Records provided Start Marker

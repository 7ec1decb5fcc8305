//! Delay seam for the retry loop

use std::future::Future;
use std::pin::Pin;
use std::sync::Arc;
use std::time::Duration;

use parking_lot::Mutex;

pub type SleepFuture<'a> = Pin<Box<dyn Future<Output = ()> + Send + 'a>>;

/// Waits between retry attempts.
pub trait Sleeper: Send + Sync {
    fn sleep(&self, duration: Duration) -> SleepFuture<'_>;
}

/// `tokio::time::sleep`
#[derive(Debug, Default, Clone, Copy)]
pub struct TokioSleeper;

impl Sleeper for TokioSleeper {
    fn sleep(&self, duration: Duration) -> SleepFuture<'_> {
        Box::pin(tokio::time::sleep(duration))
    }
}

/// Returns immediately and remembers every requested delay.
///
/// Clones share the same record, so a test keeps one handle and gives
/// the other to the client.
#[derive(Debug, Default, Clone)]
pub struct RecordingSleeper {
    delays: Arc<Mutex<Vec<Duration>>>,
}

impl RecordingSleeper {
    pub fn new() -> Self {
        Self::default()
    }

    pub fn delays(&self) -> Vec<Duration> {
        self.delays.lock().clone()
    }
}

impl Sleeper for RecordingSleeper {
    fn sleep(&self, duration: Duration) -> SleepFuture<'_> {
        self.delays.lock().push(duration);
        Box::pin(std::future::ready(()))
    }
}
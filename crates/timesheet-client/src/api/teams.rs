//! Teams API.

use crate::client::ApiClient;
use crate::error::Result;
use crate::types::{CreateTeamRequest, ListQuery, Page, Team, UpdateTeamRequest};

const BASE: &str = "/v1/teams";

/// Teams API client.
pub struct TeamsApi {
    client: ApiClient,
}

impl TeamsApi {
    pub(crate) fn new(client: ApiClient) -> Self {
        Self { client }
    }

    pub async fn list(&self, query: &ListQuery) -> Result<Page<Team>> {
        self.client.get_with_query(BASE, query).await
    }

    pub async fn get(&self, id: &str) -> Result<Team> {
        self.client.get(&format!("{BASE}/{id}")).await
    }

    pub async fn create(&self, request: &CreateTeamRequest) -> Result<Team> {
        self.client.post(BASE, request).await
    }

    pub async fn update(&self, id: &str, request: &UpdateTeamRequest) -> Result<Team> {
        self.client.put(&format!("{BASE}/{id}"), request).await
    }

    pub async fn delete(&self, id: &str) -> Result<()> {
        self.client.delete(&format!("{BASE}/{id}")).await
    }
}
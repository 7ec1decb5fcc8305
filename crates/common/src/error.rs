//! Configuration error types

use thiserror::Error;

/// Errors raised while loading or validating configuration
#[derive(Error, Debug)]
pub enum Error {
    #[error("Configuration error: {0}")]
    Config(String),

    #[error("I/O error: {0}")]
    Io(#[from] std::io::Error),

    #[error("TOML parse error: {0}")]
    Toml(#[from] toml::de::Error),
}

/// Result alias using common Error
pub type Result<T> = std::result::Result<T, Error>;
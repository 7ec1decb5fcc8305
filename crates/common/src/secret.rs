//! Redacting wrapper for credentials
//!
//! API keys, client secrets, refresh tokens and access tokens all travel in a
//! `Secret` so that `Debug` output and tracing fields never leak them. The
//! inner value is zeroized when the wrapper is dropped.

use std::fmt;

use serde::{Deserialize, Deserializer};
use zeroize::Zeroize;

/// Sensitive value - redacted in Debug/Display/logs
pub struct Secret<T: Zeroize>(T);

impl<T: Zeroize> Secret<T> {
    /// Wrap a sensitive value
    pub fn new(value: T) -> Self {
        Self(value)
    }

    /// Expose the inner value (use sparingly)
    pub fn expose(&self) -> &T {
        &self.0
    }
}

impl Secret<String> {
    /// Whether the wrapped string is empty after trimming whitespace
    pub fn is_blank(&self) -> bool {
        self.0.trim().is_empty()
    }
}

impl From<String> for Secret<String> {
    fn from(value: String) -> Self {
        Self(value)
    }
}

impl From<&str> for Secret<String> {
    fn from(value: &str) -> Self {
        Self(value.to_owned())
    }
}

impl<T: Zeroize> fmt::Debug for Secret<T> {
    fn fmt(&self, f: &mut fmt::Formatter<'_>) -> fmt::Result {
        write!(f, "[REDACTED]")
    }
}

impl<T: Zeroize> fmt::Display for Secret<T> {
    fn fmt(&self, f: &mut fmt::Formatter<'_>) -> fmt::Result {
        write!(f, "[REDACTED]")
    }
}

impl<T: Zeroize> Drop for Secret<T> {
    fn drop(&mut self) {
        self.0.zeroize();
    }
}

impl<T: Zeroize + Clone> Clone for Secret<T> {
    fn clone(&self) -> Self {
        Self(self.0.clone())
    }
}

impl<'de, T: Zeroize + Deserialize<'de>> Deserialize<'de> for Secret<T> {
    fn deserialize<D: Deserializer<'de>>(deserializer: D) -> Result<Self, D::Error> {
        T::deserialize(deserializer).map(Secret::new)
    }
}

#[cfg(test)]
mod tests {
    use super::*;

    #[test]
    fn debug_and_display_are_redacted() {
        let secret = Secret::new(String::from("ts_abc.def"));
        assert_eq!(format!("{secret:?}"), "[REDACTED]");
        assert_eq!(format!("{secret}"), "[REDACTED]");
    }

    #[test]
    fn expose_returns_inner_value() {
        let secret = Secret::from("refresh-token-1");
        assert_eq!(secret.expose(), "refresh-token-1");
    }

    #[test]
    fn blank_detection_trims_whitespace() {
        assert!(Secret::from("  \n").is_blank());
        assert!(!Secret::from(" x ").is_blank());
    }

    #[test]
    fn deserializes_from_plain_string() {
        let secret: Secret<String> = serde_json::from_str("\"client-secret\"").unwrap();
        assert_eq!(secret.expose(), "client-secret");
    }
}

Records provided End Marker
Records provided Start Marker

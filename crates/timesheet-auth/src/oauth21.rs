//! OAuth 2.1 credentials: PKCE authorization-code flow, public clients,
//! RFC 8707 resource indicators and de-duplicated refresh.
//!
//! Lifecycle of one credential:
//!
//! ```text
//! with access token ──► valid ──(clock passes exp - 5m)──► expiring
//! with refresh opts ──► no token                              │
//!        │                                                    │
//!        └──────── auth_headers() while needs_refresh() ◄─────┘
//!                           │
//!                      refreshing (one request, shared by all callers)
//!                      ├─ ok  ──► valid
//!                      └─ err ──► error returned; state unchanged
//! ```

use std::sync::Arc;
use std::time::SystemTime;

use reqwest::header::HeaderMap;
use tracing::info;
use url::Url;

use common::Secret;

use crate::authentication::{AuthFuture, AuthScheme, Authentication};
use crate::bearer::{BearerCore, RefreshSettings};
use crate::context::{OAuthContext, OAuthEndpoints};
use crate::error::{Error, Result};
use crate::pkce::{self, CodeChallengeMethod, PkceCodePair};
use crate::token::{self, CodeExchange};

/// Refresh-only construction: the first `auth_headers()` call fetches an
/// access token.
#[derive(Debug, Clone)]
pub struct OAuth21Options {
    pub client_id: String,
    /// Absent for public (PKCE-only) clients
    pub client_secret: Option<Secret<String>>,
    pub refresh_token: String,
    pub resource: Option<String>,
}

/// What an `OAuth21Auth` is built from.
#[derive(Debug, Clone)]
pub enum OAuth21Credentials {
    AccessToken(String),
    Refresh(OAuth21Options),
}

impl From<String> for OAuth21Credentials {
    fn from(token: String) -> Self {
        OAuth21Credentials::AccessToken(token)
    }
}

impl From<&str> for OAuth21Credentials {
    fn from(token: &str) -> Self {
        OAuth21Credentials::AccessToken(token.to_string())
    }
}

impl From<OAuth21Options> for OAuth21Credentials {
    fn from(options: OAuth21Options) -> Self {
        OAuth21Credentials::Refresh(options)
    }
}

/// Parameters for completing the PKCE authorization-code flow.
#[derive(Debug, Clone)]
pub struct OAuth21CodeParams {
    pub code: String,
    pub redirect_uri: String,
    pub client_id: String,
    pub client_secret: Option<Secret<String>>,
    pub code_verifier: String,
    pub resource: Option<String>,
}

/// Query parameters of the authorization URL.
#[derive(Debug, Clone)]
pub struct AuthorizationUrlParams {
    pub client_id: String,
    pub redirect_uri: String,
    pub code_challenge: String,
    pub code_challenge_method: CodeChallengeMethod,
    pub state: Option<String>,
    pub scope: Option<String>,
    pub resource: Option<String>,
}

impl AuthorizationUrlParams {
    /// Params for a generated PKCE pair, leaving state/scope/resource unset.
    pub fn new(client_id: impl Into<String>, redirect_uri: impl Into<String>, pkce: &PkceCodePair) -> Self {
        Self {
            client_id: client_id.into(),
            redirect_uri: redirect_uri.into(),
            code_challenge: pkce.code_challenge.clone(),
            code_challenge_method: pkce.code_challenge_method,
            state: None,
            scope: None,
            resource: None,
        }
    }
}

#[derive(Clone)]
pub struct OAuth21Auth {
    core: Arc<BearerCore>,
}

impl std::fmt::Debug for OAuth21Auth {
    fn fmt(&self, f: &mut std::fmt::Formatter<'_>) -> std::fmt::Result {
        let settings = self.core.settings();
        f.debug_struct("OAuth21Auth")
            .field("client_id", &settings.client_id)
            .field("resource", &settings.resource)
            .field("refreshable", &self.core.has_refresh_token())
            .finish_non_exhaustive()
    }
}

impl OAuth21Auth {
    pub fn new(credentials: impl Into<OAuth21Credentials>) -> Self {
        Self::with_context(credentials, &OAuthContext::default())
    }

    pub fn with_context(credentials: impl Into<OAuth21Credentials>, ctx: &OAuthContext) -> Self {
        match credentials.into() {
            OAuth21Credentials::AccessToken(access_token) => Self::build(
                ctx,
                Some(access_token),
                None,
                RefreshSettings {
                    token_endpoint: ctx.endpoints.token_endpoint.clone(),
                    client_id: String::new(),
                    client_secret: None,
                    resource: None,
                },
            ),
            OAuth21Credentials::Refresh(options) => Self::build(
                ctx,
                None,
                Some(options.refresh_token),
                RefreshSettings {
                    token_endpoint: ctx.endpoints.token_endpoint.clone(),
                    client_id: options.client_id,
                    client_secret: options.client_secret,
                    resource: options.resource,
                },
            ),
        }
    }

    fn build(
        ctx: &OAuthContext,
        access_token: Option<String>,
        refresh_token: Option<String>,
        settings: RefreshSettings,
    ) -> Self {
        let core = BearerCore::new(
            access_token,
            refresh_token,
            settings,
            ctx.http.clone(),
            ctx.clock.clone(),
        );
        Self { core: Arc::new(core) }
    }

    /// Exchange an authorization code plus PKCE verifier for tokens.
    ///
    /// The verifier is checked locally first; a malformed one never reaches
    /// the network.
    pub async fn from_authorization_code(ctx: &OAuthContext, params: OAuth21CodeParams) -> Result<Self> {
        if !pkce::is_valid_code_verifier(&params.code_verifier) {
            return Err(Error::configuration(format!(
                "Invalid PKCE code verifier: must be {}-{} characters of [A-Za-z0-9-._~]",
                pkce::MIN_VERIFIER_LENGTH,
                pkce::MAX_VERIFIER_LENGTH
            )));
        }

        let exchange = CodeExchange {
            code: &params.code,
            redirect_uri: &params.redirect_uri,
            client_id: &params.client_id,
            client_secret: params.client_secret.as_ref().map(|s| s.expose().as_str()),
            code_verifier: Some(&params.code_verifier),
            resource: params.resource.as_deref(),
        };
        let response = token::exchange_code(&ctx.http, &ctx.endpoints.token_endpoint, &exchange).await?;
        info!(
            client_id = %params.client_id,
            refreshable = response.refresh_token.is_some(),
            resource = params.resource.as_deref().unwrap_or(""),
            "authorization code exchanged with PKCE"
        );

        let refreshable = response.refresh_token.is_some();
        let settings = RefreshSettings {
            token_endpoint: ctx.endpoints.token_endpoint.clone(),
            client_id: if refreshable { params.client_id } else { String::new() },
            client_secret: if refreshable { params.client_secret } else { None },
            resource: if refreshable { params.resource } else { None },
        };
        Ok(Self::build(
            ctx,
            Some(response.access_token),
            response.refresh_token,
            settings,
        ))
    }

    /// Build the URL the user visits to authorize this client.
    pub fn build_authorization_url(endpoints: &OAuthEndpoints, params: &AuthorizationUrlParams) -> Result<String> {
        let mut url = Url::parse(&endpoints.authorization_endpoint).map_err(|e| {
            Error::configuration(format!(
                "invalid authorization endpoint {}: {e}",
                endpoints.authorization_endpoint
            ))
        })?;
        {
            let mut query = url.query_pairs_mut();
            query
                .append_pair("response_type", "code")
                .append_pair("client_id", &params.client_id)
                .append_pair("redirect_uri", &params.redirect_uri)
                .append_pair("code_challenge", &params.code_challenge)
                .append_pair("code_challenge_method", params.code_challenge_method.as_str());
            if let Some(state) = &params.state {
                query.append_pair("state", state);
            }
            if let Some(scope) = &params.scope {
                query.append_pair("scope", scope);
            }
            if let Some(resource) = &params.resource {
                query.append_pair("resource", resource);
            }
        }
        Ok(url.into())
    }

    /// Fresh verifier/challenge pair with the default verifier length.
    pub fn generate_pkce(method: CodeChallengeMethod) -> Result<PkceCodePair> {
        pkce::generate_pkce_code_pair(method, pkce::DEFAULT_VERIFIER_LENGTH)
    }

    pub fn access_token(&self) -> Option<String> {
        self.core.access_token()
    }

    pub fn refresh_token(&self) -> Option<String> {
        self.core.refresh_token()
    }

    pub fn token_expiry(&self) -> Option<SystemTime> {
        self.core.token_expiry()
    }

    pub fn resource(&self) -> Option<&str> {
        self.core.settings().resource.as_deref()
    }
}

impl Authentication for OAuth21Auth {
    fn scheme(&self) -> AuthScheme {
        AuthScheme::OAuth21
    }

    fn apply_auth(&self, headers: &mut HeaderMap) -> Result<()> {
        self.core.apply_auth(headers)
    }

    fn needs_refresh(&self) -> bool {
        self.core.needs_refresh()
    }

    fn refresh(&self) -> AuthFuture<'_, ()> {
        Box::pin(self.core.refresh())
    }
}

Records provided End Marker

» **Your assignment**: Each line of the entries above that includes the string "clients" should be copied out.

» **Finished task**:
//! OAuth 2.1 credentials: PKCE authorization-code flow, public clients,
    /// Absent for public (PKCE-only) clients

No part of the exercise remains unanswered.